Os afro-colombianos, em particular, podem ter razão para se preocupar. A antropóloga colombiana Maria Fernanda Escallón documentou um exemplo na aldeia de Palenque. Membros da comunidade maroon, descendentes de africanos escravizados que escaparam e estabeleceram enclaves livres às margens de sociedades coloniais como a colombiana, habitam a cidade. Palenque, localizada no caribe colombiano, experimentou tensões políticas e socioeconômicas significativas após ser declarada como patrimônio da UNESCO (Organização das Nações Unidas para a Educação, a Ciência e a Cultura) em 2005.
O mesmo está em risco de acontecer com o “viche“, um destilado de cana de açúcar afro-colombiano que era ilegal, mas foi legalizado e oficialmente reconhecido como patrimônio nacional em 2021. A produção comercial que se seguiu agora ameaça tirar os produtores artesanais do mercado, apesar de que a destilaria afro-colombiana Mano de Buey obteve recentemente o primeiro registro sanitário entre os produtores artesanais na Colômbia, sugerindo que a luta por um reconhecimento de patrimônio ético está em andamento.
Maestro Miguellourido Lourido Velez, um mestre da grima e presidente da Fundación Afro Cultural de Esgrima de Machete y Bordón (Fundação afro-cultural de esgrima de machete e bordón). Foto de Rowan Glass, usada sob permissão.
Porém, nem todas as declarações de patrimônio tiveram resultados questionáveis como estes. Outras tiveram sucesso em proteger as tradições ameaçadas e beneficiar as comunidades de origem. Se obter o reconhecimento oficial solidificaria ou colocaria em risco o futuro da grima depende de um equilíbrio delicado e imprevisível de procedimentos legais, liderança comunitária e fatores políticos burocráticos. Por agora, a questão permanece sem resposta. Entretanto, se os ativistas pelo reconhecimento conseguirem o que querem, essa questão terá de ser respondida mais cedo ou mais tarde.

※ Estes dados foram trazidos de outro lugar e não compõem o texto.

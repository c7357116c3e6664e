use anyhow::Result;
use serde::{Deserialize, Serialize};
use std::fs;
use std::path::PathBuf;
use std::time::Duration;

/// Retry policy parameters (optional section in config.toml).
#[derive(Debug, Clone, Serialize, Deserialize)]
pub struct RetryConfig {
    /// Maximum number of attempts per task activation (including the first).
    pub max_attempts: u32,
    /// Fixed delay in seconds between disconnect and reconnect (e.g. 2.0).
    pub delay_secs: f64,
}

impl Default for RetryConfig {
    fn default() -> Self {
        Self {
            max_attempts: 3,
            delay_secs: 2.0,
        }
    }
}

/// Data-channel negotiation mode. Passive: the client opens the data
/// connection; Active: the server connects back. Configuration input,
/// never negotiated dynamically.
#[derive(Debug, Clone, Copy, PartialEq, Eq, Default, Serialize, Deserialize)]
#[serde(rename_all = "lowercase")]
pub enum TransferMode {
    #[default]
    Passive,
    Active,
}

/// Global engine configuration loaded from `~/.config/ftpdl/config.toml`.
#[derive(Debug, Clone, Serialize, Deserialize)]
pub struct FtpdlConfig {
    /// Maximum number of simultaneous transfers.
    pub max_concurrent: usize,
    /// Data-channel read size in bytes; also the cancellation granularity.
    pub chunk_size: usize,
    /// Control-channel connect and read timeout in seconds.
    pub connect_timeout_secs: u64,
    /// Scheduler idle sleep between admission polls, in milliseconds.
    pub poll_interval_ms: u64,
    /// Data-channel mode: "passive" (default) or "active".
    #[serde(default)]
    pub transfer_mode: TransferMode,
    /// Optional retry policy; if missing, built-in defaults are used.
    #[serde(default)]
    pub retry: Option<RetryConfig>,
}

impl Default for FtpdlConfig {
    fn default() -> Self {
        Self {
            max_concurrent: 3,
            chunk_size: 8192,
            connect_timeout_secs: 30,
            poll_interval_ms: 200,
            transfer_mode: TransferMode::Passive,
            retry: None,
        }
    }
}

impl FtpdlConfig {
    pub fn connect_timeout(&self) -> Duration {
        Duration::from_secs(self.connect_timeout_secs)
    }

    pub fn poll_interval(&self) -> Duration {
        Duration::from_millis(self.poll_interval_ms)
    }
}

pub fn config_path() -> Result<PathBuf> {
    let xdg_dirs = xdg::BaseDirectories::with_prefix("ftpdl")?;
    Ok(xdg_dirs.place_config_file("config.toml")?)
}

/// Load configuration from disk, creating a default file if none exists.
pub fn load_or_init() -> Result<FtpdlConfig> {
    let path = config_path()?;
    if !path.exists() {
        let default_cfg = FtpdlConfig::default();
        let toml = toml::to_string_pretty(&default_cfg)?;
        if let Some(parent) = path.parent() {
            fs::create_dir_all(parent)?;
        }
        fs::write(&path, toml)?;
        tracing::info!("created default config at {}", path.display());
        return Ok(default_cfg);
    }

    let data = fs::read_to_string(&path)?;
    let cfg: FtpdlConfig = toml::from_str(&data)?;
    Ok(cfg)
}
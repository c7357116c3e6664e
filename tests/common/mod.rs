#![allow(dead_code)]

pub mod fake;
pub mod ftp_server;

use std::time::Duration;

use ftpdl::config::{FtpdlConfig, RetryConfig};
use ftpdl::connection::ConnectSpec;

/// Engine config tuned for tests: tight polling, millisecond retry delay.
pub fn test_config(max_concurrent: usize) -> FtpdlConfig {
    FtpdlConfig {
        max_concurrent,
        chunk_size: 64,
        connect_timeout_secs: 5,
        poll_interval_ms: 10,
        retry: Some(RetryConfig {
            max_attempts: 3,
            delay_secs: 0.01,
        }),
        ..FtpdlConfig::default()
    }
}

/// Anonymous spec pointed at an in-process test server.
pub fn spec_for(server: &ftp_server::FtpServer) -> ConnectSpec {
    ConnectSpec::anonymous(server.host.clone(), server.port).configured(&test_config(1))
}

/// Polls `pred` every 10 ms until it holds; false on timeout.
pub async fn wait_until(timeout: Duration, mut pred: impl FnMut() -> bool) -> bool {
    let deadline = tokio::time::Instant::now() + timeout;
    loop {
        if pred() {
            return true;
        }
        if tokio::time::Instant::now() >= deadline {
            return false;
        }
        tokio::time::sleep(Duration::from_millis(10)).await;
    }
}
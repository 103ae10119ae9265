use std::fs;
use std::io::{BufWriter, Write};
use std::path::{Path, PathBuf};

use serde::Deserialize;
use tempfile::NamedTempFile;

use crate::document::ProjectDocument;
use crate::error::SyncError;
use crate::pipeline::traits::DocumentStore;

/// One pretty-printed `<project_id>.json` per project under `dir`.
///
/// Saves go to a temp file in the same directory and are renamed over the
/// previous document, so readers see either the old or the new version.
pub struct JsonFileStore {
    dir: PathBuf,
}

#[derive(Deserialize)]
struct RevisionOnly {
    #[serde(default)]
    revision: Option<u64>,
}

impl JsonFileStore {
    pub fn new(dir: impl Into<PathBuf>) -> Self {
        Self { dir: dir.into() }
    }

    pub fn dir(&self) -> &Path {
        &self.dir
    }

    pub fn document_path(&self, project_id: &str) -> Result<PathBuf, SyncError> {
        let valid = !project_id.is_empty()
            && project_id != "."
            && project_id != ".."
            && !project_id.contains(['/', '\\'])
            && !project_id.contains('\0');
        if !valid {
            return Err(SyncError::invalid_input(format!(
                "project id cannot be used as a file name: {project_id:?}"
            )));
        }
        Ok(self.dir.join(format!("{project_id}.json")))
    }

    fn stored_revision(&self, path: &Path, project_id: &str) -> Result<u64, SyncError> {
        let data = match fs::read_to_string(path) {
            Ok(data) => data,
            Err(e) if e.kind() == std::io::ErrorKind::NotFound => return Ok(0),
            Err(e) => return Err(SyncError::persistence(project_id, e)),
        };
        let stored: RevisionOnly = serde_json::from_str(&data)
            .map_err(|e| SyncError::persistence(project_id, format!("stored document unreadable: {e}")))?;
        Ok(stored.revision.unwrap_or_default())
    }
}

impl DocumentStore for JsonFileStore {
    fn load(&self, project_id: &str) -> Result<Option<ProjectDocument>, SyncError> {
        let path = self.document_path(project_id)?;
        let data = match fs::read_to_string(&path) {
            Ok(data) => data,
            Err(e) if e.kind() == std::io::ErrorKind::NotFound => return Ok(None),
            Err(e) => return Err(SyncError::io("read project document", e)),
        };
        let value = serde_json::from_str(&data).map_err(|e| SyncError::InvalidDocument {
            project_id: project_id.to_string(),
            message: e.to_string(),
        })?;
        let document = ProjectDocument::from_json(project_id, value)?;
        if !document.id.matches(project_id) {
            return Err(SyncError::InvalidDocument {
                project_id: project_id.to_string(),
                message: format!("file holds project '{}'", document.id),
            });
        }
        tracing::debug!(
            project_id,
            revision = document.revision,
            path = %path.display(),
            "store: loaded project document"
        );
        Ok(Some(document))
    }

    fn save(&self, document: &ProjectDocument) -> Result<u64, SyncError> {
        let project_id = document.id.to_string();
        let path = self.document_path(&project_id)?;

        let found = self.stored_revision(&path, &project_id)?;
        if found != document.revision {
            return Err(SyncError::Conflict {
                project_id,
                expected: document.revision,
                found,
            });
        }

        let mut updated = document.clone();
        updated.revision = document.revision + 1;

        fs::create_dir_all(&self.dir).map_err(|e| SyncError::persistence(&project_id, e))?;
        let temp =
            NamedTempFile::new_in(&self.dir).map_err(|e| SyncError::persistence(&project_id, e))?;
        {
            let mut writer = BufWriter::new(temp.as_file());
            serde_json::to_writer_pretty(&mut writer, &updated)
                .map_err(|e| SyncError::persistence(&project_id, e))?;
            writer
                .flush()
                .map_err(|e| SyncError::persistence(&project_id, e))?;
        }
        temp.as_file()
            .sync_all()
            .map_err(|e| SyncError::persistence(&project_id, e))?;
        temp.persist(&path)
            .map_err(|e| SyncError::persistence(&project_id, e.error))?;

        tracing::debug!(
            project_id = %project_id,
            revision = updated.revision,
            path = %path.display(),
            "store: saved project document"
        );
        Ok(updated.revision)
    }
}
//! Rate-limited, retrying runner for bulk work across projects.
//!
//! Tasks start at most once per `min_interval`; a task whose error is
//! retryable (a lost revision race) is re-run after an exponential backoff,
//! up to `max_attempts` runs in total. Everything else fails immediately.

use std::time::{Duration, Instant};

use crate::config::QueueConfig;
use crate::error::SyncError;

pub trait Sleeper {
    fn sleep(&self, duration: Duration);
}

pub struct ThreadSleeper;

impl Sleeper for ThreadSleeper {
    fn sleep(&self, duration: Duration) {
        std::thread::sleep(duration);
    }
}

#[derive(Debug, Clone, Copy, PartialEq, Eq)]
pub struct RetryPolicy {
    pub max_attempts: u32,
    pub initial_backoff: Duration,
    pub max_backoff: Duration,
}

impl RetryPolicy {
    pub fn from_config(config: &QueueConfig) -> Self {
        Self {
            max_attempts: config.max_attempts.max(1),
            initial_backoff: Duration::from_millis(config.initial_backoff_ms),
            max_backoff: Duration::from_millis(config.max_backoff_ms),
        }
    }

    /// Delay before re-running after the `failed_attempt`-th failure (1-based).
    pub fn backoff(&self, failed_attempt: u32) -> Duration {
        let exponent = failed_attempt.saturating_sub(1).min(31);
        self.initial_backoff
            .saturating_mul(1u32 << exponent)
            .min(self.max_backoff)
    }
}

#[derive(Debug)]
pub struct TaskOutcome<T> {
    pub key: String,
    pub attempts: u32,
    pub result: Result<T, SyncError>,
}

pub struct TaskQueue<S: Sleeper = ThreadSleeper> {
    min_interval: Duration,
    retry: RetryPolicy,
    sleeper: S,
    last_start: Option<Instant>,
}

impl TaskQueue<ThreadSleeper> {
    pub fn new(config: &QueueConfig) -> Self {
        Self::with_sleeper(config, ThreadSleeper)
    }
}

impl<S: Sleeper> TaskQueue<S> {
    pub fn with_sleeper(config: &QueueConfig, sleeper: S) -> Self {
        Self {
            min_interval: Duration::from_millis(config.min_interval_ms),
            retry: RetryPolicy::from_config(config),
            sleeper,
            last_start: None,
        }
    }

    pub fn retry_policy(&self) -> RetryPolicy {
        self.retry
    }

    /// Run `task` for every key in order. `on_done` sees each outcome as soon
    /// as it is final, which lets callers drive a progress display.
    pub fn run<T>(
        &mut self,
        keys: impl IntoIterator<Item = String>,
        mut task: impl FnMut(&str) -> Result<T, SyncError>,
        mut on_done: impl FnMut(&TaskOutcome<T>),
    ) -> Vec<TaskOutcome<T>> {
        let mut outcomes = Vec::new();
        for key in keys {
            let outcome = self.run_one(key, &mut task);
            on_done(&outcome);
            outcomes.push(outcome);
        }
        outcomes
    }

    fn run_one<T>(
        &mut self,
        key: String,
        task: &mut impl FnMut(&str) -> Result<T, SyncError>,
    ) -> TaskOutcome<T> {
        let mut attempts = 0;
        loop {
            attempts += 1;
            self.wait_for_slot();
            let result = task(&key);
            match result {
                Err(err) if err.is_retryable() && attempts < self.retry.max_attempts => {
                    let delay = self.retry.backoff(attempts);
                    tracing::warn!(
                        key = %key,
                        attempt = attempts,
                        max_attempts = self.retry.max_attempts,
                        delay_ms = delay.as_millis() as u64,
                        error = %err,
                        "jobs: retrying task"
                    );
                    self.sleeper.sleep(delay);
                }
                result => {
                    if let Err(err) = &result {
                        tracing::warn!(key = %key, attempts, error = %err, "jobs: task failed");
                    }
                    return TaskOutcome {
                        key,
                        attempts,
                        result,
                    };
                }
            }
        }
    }

    fn wait_for_slot(&mut self) {
        if let Some(last) = self.last_start {
            let elapsed = last.elapsed();
            if elapsed < self.min_interval {
                self.sleeper.sleep(self.min_interval - elapsed);
            }
        }
        self.last_start = Some(Instant::now());
    }
}
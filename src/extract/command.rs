use std::io::{self, Read, Write};
use std::path::Path;
use std::process::{Child, Command, ExitStatus, Stdio};
use std::thread::{self, JoinHandle};
use std::time::{Duration, Instant};

use crate::config::SyncConfig;
use crate::error::SyncError;
use crate::extract::parse_word_timings;
use crate::pipeline::traits::WordTimingExtractor;
use crate::types::WordTiming;

const AUDIO_PLACEHOLDER: &str = "{audio}";
const POLL_INTERVAL: Duration = Duration::from_millis(20);

/// Runs an external transcribe + forced-align tool.
///
/// The transcript goes to the child's stdin, `{audio}` in the argument list
/// is replaced with the audio path, and stdout must hold the JSON word list.
/// A child still running at the deadline is killed and reaped.
pub struct CommandExtractor {
    program: String,
    args: Vec<String>,
    timeout: Duration,
}

impl CommandExtractor {
    pub fn new(program: impl Into<String>, args: Vec<String>) -> Self {
        Self {
            program: program.into(),
            args,
            timeout: Duration::from_secs_f64(SyncConfig::DEFAULT_EXTRACTION_TIMEOUT_SECS),
        }
    }

    pub fn with_timeout(mut self, timeout: Duration) -> Self {
        self.timeout = timeout;
        self
    }

    fn expanded_args(&self, audio_path: &Path) -> Vec<String> {
        let audio = audio_path.to_string_lossy();
        let mut args: Vec<String> = self
            .args
            .iter()
            .map(|arg| arg.replace(AUDIO_PLACEHOLDER, &audio))
            .collect();
        if !self.args.iter().any(|arg| arg.contains(AUDIO_PLACEHOLDER)) {
            args.push(audio.into_owned());
        }
        args
    }
}

impl WordTimingExtractor for CommandExtractor {
    fn extract(&self, audio_path: &Path, transcript: &str) -> Result<Vec<WordTiming>, SyncError> {
        if !audio_path.exists() {
            return Err(SyncError::invalid_input(format!(
                "narration audio does not exist: {}",
                audio_path.display()
            )));
        }

        let deadline = Instant::now() + self.timeout;
        let mut child = Command::new(&self.program)
            .args(self.expanded_args(audio_path))
            .stdin(Stdio::piped())
            .stdout(Stdio::piped())
            .stderr(Stdio::piped())
            .spawn()
            .map_err(|e| SyncError::io("spawn word timing extractor", e))?;

        // Pipes are serviced on their own threads so a child that stops
        // reading or floods its output cannot stall the deadline check.
        let stdin_writer = child.stdin.take().map(|mut stdin| {
            let transcript = transcript.to_string();
            thread::spawn(move || stdin.write_all(transcript.as_bytes()))
        });
        let stdout_reader = child.stdout.take().map(read_in_background);
        let stderr_reader = child.stderr.take().map(read_in_background);

        let status = match wait_until(&mut child, deadline) {
            Ok(Some(status)) => status,
            Ok(None) => {
                shutdown_child(&mut child, &self.program);
                return Err(SyncError::runtime(
                    "word timing extractor",
                    format!(
                        "{} did not finish within {:.1}s and was killed",
                        self.program,
                        self.timeout.as_secs_f64()
                    ),
                ));
            }
            Err(err) => {
                shutdown_child(&mut child, &self.program);
                return Err(SyncError::io("wait for word timing extractor", err));
            }
        };

        if let Some(Ok(Err(err))) = stdin_writer.map(JoinHandle::join) {
            // A tool that exits without reading its whole stdin is not an error.
            if err.kind() != io::ErrorKind::BrokenPipe {
                return Err(SyncError::io("write transcript to extractor", err));
            }
        }
        let stdout = join_output(stdout_reader);
        let stderr = join_output(stderr_reader);

        if !status.success() {
            let stderr = String::from_utf8_lossy(&stderr);
            return Err(SyncError::runtime(
                "word timing extractor",
                format!("{} exited with {}: {}", self.program, status, stderr.trim()),
            ));
        }

        parse_word_timings(&String::from_utf8_lossy(&stdout))
    }
}

fn read_in_background(mut pipe: impl Read + Send + 'static) -> JoinHandle<Vec<u8>> {
    thread::spawn(move || {
        let mut buf = Vec::new();
        let _ = pipe.read_to_end(&mut buf);
        buf
    })
}

fn join_output(reader: Option<JoinHandle<Vec<u8>>>) -> Vec<u8> {
    reader
        .map(|handle| handle.join().unwrap_or_default())
        .unwrap_or_default()
}

fn wait_until(child: &mut Child, deadline: Instant) -> io::Result<Option<ExitStatus>> {
    loop {
        if let Some(status) = child.try_wait()? {
            return Ok(Some(status));
        }
        let now = Instant::now();
        if now >= deadline {
            return Ok(None);
        }
        thread::sleep(POLL_INTERVAL.min(deadline - now));
    }
}

fn shutdown_child(child: &mut Child, program: &str) {
    if let Err(err) = child.kill() {
        tracing::warn!(program, error = %err, "extract: failed to kill extractor");
    }
    if let Err(err) = child.wait() {
        tracing::warn!(program, error = %err, "extract: failed to reap extractor");
    }
}
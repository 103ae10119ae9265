use std::sync::Arc;

use crate::config::SyncConfig;
use crate::error::SyncError;
use crate::extract::build_extractor;
use crate::pipeline::defaults::{FuzzyReferenceMatcher, GapClosingReconstructor};
use crate::pipeline::runtime::{VisualAligner, VisualAlignerParts};
use crate::pipeline::traits::{
    DocumentStore, ReferenceMatcher, TimelineReconstructor, WordTimingExtractor,
};
use crate::store::JsonFileStore;

pub struct VisualAlignerBuilder {
    config: SyncConfig,
    extractor: Option<Arc<dyn WordTimingExtractor>>,
    matcher: Option<Box<dyn ReferenceMatcher>>,
    reconstructor: Option<Box<dyn TimelineReconstructor>>,
    store: Option<Arc<dyn DocumentStore>>,
}

impl VisualAlignerBuilder {
    pub fn new(config: SyncConfig) -> Self {
        Self {
            config,
            extractor: None,
            matcher: None,
            reconstructor: None,
            store: None,
        }
    }

    pub fn with_extractor(mut self, extractor: Arc<dyn WordTimingExtractor>) -> Self {
        self.extractor = Some(extractor);
        self
    }

    pub fn with_matcher(mut self, matcher: Box<dyn ReferenceMatcher>) -> Self {
        self.matcher = Some(matcher);
        self
    }

    pub fn with_reconstructor(mut self, reconstructor: Box<dyn TimelineReconstructor>) -> Self {
        self.reconstructor = Some(reconstructor);
        self
    }

    pub fn with_store(mut self, store: Arc<dyn DocumentStore>) -> Self {
        self.store = Some(store);
        self
    }

    pub fn build(self) -> Result<VisualAligner, SyncError> {
        self.config.validate()?;

        let extractor = self
            .extractor
            .unwrap_or_else(|| {
                build_extractor(&self.config.extractor, self.config.extraction_timeout())
            });
        let store = self
            .store
            .unwrap_or_else(|| Arc::new(JsonFileStore::new(self.config.store_dir.clone())));
        let policy = self.config.matching;

        Ok(VisualAligner::from_parts(VisualAlignerParts {
            config: self.config,
            extractor,
            matcher: self
                .matcher
                .unwrap_or_else(|| Box::new(FuzzyReferenceMatcher::new(policy))),
            reconstructor: self
                .reconstructor
                .unwrap_or_else(|| Box::new(GapClosingReconstructor)),
            store,
        }))
    }
}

Enquanto isso, mestres da grima como Miguellourido e Porfirio continuam a preservar e propagar os seus ensinamentos em espaços como a Casa de Cauca. Para eles, a grima é patrimônio, seja oficial ou não, e eles veem que é o seu dever passá-la para as próximas gerações como ela foi passada para eles.
“O que nos enche de orgulho é quando as pessoas vêm aqui, veem a nossa arte, a aprendem, e saem felizes sabendo que a Colômbia possui a sua própria arte marcial, que é a grima com machete e bordón“, diz o Maestro Porfirio.
Enquanto eu deixava o pátio tranquilo da Casa do Cacau, o vivo som do aço ainda soando lá dentro me deixou com a ressoante impressão que, por agora, o que quer que o futuro reserve, a grima permanece como uma tradição viva e vibrante.